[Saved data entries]
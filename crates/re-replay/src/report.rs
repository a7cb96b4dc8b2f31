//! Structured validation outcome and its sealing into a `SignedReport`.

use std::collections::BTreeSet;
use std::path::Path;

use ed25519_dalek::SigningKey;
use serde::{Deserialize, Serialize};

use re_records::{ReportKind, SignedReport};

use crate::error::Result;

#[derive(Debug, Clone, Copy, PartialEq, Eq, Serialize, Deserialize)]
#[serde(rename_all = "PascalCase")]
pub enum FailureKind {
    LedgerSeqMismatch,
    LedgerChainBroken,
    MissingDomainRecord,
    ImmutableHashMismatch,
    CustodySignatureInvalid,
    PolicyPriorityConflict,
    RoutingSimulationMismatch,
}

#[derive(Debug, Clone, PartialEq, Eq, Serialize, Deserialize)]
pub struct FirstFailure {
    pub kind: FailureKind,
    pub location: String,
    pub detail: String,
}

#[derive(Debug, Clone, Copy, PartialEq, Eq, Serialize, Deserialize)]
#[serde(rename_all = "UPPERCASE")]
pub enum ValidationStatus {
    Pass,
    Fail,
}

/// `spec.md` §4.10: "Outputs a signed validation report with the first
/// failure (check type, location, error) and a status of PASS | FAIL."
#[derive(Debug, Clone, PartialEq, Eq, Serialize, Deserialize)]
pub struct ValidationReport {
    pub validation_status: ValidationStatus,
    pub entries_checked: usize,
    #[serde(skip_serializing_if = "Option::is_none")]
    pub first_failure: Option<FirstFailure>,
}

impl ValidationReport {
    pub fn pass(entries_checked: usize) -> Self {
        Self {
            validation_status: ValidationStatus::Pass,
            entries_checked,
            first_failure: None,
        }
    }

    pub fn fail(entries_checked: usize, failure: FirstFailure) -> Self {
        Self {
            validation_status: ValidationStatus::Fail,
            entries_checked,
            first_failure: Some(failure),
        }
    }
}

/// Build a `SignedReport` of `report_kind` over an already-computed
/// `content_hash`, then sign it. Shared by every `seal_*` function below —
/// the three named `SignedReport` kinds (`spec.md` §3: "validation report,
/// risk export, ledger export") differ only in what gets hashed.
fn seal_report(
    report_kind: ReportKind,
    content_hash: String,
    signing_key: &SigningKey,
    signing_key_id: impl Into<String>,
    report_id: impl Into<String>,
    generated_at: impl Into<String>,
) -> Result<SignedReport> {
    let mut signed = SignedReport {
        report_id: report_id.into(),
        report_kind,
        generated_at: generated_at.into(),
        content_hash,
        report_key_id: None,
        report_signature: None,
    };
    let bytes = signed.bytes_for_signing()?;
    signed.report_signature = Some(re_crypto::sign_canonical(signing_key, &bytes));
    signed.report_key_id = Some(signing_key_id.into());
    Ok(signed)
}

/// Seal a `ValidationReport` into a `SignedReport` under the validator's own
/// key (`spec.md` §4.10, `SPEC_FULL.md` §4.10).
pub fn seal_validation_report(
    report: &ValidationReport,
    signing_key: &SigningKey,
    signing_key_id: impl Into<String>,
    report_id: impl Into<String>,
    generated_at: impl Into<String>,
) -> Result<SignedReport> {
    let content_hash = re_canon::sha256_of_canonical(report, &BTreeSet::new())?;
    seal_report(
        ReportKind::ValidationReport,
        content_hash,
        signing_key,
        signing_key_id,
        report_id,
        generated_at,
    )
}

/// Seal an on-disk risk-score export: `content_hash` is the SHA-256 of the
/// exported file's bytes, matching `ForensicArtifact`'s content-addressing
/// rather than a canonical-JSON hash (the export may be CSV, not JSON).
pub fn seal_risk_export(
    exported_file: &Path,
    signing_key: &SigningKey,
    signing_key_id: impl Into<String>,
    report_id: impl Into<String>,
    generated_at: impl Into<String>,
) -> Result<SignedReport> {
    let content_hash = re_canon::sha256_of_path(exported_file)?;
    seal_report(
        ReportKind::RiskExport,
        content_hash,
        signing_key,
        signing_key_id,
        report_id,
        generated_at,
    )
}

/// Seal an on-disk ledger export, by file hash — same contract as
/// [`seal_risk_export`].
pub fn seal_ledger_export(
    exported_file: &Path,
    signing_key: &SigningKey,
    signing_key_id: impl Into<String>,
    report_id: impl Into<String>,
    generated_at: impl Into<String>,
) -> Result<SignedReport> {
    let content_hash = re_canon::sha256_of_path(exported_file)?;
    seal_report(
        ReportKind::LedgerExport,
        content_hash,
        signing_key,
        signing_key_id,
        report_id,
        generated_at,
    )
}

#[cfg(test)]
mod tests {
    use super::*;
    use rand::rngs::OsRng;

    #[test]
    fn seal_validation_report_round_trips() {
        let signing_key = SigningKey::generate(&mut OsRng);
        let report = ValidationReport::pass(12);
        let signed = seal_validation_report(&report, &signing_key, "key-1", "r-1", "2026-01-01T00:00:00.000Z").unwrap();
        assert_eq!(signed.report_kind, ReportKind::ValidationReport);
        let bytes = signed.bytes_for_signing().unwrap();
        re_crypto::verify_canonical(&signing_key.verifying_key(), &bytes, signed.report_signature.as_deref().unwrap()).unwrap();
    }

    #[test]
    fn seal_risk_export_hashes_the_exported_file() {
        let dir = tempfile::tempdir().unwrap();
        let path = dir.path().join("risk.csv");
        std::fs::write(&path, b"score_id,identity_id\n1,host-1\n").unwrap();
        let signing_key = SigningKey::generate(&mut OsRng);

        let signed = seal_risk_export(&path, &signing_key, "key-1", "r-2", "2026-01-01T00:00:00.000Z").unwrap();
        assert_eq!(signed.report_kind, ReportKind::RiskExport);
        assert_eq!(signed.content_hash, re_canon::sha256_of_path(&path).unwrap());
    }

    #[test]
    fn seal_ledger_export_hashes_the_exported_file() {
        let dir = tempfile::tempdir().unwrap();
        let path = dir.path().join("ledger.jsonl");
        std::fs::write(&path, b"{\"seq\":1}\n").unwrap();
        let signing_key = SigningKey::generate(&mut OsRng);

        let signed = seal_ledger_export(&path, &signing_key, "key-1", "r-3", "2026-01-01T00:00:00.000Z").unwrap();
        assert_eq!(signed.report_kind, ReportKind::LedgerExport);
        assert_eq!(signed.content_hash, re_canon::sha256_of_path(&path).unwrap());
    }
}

==

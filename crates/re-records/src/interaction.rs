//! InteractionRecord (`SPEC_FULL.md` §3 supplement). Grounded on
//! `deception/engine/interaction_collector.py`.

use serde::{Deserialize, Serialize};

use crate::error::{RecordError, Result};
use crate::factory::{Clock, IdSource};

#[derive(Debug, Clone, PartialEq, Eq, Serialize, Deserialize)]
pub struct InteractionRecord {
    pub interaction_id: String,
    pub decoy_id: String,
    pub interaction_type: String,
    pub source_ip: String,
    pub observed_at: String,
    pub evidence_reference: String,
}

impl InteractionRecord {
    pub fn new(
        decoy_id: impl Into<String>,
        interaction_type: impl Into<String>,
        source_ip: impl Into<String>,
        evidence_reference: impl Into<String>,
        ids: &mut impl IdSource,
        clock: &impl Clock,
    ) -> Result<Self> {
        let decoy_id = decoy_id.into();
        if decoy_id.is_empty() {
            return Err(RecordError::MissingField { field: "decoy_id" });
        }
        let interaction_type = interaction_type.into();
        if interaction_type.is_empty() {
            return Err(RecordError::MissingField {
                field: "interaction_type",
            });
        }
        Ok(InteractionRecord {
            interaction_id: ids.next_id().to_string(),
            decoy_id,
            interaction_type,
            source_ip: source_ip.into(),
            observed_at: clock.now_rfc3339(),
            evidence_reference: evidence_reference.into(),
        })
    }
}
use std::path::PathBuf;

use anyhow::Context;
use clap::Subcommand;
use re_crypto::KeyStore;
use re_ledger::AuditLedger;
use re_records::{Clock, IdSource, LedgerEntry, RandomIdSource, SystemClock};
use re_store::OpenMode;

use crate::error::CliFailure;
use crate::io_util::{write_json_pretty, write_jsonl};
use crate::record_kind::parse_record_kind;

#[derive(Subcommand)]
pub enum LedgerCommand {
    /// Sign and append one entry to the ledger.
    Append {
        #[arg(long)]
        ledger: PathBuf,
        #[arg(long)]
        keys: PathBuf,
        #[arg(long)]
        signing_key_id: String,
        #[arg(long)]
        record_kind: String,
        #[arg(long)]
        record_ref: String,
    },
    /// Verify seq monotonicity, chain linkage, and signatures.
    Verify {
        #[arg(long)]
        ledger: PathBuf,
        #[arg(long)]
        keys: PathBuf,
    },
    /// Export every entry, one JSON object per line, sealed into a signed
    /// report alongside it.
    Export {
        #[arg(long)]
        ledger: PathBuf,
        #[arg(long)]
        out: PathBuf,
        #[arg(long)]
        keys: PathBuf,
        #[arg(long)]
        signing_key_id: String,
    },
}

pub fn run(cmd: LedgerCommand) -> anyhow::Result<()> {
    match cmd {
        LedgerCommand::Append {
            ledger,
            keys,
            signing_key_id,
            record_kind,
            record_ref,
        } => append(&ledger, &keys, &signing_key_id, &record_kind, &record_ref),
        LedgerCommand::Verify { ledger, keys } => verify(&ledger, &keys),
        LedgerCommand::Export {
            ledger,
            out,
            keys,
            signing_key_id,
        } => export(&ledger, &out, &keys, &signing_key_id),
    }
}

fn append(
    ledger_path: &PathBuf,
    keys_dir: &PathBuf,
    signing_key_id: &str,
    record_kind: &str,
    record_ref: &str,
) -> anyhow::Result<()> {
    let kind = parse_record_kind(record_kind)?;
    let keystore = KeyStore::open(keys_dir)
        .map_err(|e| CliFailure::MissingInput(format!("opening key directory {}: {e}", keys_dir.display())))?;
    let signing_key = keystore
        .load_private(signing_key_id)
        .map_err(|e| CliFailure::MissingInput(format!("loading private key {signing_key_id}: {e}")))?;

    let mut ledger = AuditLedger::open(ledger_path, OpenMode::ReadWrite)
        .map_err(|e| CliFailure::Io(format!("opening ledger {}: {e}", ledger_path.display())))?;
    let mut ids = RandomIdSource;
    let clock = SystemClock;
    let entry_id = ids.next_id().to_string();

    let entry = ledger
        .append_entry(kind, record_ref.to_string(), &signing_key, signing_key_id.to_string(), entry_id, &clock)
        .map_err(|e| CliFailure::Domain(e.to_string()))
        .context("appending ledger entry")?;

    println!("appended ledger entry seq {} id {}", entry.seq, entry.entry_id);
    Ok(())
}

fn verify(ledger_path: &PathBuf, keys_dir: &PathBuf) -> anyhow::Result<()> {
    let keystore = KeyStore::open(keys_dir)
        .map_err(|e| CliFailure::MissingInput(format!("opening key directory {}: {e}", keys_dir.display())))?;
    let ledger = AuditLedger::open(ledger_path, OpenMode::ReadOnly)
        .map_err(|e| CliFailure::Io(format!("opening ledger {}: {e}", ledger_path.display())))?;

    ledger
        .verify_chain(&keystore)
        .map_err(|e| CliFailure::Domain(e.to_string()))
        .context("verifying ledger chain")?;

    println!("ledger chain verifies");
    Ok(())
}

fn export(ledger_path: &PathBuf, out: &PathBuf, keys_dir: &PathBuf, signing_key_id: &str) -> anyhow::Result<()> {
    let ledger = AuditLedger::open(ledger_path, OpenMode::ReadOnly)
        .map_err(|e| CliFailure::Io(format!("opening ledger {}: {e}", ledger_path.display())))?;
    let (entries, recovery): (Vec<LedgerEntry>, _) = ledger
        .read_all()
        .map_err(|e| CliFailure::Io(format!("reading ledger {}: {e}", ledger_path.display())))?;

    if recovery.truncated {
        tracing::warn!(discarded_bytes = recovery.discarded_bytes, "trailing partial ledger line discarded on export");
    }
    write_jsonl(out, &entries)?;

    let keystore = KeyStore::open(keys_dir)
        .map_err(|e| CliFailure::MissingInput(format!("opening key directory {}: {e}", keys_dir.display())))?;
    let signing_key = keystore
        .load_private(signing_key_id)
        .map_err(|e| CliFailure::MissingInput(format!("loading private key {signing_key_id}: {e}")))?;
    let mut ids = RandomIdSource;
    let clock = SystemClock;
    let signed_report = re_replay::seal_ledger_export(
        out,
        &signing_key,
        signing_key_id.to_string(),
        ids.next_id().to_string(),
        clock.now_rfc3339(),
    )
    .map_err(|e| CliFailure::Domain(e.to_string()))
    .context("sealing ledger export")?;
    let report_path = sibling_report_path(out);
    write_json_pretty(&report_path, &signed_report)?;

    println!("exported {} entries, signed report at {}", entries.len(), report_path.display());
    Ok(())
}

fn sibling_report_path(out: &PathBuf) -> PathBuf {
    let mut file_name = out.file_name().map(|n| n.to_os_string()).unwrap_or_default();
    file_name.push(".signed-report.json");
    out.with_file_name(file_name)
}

#### [ASSIGNMENT]
Report the lines above that contain "location".

#### [WORKED SOLUTION]
    pub location: String,
/// failure (check type, location, error) and a status of PASS | FAIL."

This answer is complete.